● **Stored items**
*** Block opens ***
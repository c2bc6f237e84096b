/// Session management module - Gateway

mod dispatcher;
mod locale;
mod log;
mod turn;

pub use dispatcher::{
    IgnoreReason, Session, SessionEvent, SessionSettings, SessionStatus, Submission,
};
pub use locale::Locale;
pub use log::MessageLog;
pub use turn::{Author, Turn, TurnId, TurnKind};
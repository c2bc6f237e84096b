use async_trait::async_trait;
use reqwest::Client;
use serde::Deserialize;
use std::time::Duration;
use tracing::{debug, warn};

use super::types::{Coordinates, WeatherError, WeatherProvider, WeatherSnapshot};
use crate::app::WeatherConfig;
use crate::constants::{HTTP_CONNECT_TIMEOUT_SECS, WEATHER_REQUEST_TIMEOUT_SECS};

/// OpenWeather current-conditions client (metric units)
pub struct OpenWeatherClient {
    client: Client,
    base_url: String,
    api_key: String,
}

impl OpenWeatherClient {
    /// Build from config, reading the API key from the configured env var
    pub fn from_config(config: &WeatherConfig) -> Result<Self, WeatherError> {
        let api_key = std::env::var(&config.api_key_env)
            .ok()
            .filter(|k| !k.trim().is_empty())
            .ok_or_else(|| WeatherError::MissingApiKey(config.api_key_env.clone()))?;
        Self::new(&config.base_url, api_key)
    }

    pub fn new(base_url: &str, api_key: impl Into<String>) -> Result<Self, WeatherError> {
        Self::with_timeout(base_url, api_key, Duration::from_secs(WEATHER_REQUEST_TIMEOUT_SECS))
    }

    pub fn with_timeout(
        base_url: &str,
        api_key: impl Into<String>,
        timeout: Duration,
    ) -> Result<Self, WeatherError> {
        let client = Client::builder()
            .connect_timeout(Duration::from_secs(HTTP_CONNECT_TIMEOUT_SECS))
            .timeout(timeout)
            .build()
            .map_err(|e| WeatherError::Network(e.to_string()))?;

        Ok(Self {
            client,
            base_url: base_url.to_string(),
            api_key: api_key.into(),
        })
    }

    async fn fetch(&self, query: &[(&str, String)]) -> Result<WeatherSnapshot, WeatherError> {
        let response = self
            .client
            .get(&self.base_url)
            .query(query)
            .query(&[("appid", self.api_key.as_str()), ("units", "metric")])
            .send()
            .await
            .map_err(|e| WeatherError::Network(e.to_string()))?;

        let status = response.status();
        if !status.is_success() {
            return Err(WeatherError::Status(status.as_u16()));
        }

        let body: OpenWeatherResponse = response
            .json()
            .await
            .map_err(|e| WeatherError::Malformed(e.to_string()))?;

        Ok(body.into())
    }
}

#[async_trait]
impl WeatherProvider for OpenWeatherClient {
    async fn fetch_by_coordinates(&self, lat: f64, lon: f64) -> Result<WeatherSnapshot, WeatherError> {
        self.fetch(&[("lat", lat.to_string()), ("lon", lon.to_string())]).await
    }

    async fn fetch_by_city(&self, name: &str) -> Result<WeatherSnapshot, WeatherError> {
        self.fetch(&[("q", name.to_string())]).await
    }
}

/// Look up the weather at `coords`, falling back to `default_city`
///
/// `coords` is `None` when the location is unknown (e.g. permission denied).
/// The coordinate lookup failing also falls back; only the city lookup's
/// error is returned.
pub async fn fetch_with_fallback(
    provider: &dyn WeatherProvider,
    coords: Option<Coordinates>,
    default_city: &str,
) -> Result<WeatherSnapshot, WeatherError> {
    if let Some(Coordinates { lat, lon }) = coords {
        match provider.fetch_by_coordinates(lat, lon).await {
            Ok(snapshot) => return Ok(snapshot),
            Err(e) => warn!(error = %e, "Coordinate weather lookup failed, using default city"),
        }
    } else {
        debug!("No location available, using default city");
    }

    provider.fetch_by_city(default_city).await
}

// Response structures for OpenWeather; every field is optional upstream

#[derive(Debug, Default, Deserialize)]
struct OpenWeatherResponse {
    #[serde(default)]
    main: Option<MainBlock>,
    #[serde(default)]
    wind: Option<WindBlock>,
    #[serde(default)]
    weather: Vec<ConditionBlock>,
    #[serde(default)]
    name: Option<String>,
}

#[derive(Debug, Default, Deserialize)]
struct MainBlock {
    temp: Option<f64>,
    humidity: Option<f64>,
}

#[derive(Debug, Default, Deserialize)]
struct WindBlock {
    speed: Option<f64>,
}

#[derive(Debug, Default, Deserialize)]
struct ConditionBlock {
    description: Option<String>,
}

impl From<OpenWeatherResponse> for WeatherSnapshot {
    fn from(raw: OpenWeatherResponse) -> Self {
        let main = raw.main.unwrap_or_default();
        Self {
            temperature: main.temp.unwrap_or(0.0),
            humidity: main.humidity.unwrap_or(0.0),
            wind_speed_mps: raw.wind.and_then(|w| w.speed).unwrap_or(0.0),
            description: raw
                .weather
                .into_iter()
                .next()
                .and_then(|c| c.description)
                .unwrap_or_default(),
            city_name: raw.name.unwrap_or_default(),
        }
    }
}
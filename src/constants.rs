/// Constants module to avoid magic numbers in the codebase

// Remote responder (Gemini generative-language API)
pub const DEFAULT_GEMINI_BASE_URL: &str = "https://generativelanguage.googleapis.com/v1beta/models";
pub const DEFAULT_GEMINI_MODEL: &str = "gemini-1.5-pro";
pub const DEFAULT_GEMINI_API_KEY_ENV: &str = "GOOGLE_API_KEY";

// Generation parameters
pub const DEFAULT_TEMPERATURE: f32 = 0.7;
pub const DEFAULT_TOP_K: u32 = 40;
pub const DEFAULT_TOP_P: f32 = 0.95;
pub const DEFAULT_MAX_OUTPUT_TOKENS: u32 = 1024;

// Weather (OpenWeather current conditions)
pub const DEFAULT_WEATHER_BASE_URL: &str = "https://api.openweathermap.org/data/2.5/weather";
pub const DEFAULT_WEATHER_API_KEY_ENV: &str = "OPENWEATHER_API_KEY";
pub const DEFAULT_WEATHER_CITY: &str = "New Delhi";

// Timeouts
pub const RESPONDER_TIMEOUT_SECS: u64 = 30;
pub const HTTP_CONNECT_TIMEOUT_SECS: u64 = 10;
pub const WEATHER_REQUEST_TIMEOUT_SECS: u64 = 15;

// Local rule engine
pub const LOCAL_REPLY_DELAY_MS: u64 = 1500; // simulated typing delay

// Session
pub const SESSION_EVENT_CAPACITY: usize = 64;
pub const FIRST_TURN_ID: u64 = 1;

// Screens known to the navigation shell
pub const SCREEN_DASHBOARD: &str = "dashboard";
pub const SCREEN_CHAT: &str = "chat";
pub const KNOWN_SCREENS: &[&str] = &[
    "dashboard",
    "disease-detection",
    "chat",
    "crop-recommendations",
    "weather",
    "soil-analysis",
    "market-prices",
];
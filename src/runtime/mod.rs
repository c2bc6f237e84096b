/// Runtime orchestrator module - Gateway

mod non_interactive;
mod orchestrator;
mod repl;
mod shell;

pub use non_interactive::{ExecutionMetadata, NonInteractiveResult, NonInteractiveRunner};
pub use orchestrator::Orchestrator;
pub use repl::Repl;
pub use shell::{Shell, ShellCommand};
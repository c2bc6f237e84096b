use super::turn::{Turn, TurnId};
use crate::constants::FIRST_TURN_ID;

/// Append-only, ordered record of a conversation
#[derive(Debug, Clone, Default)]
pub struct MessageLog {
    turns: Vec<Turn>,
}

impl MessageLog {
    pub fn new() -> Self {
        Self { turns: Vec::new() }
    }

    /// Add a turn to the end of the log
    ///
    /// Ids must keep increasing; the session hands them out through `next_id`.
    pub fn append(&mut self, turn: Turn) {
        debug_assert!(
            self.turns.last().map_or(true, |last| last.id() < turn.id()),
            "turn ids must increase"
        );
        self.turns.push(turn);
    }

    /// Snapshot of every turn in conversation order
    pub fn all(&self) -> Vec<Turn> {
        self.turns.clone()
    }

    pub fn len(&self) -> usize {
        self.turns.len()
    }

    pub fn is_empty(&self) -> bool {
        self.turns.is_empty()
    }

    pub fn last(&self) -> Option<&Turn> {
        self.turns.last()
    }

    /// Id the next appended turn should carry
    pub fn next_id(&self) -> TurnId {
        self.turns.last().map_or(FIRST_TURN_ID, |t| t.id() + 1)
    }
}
*** Block closes ***
Give the number of lines in the entries that contain the word "lookup", with no other text.

2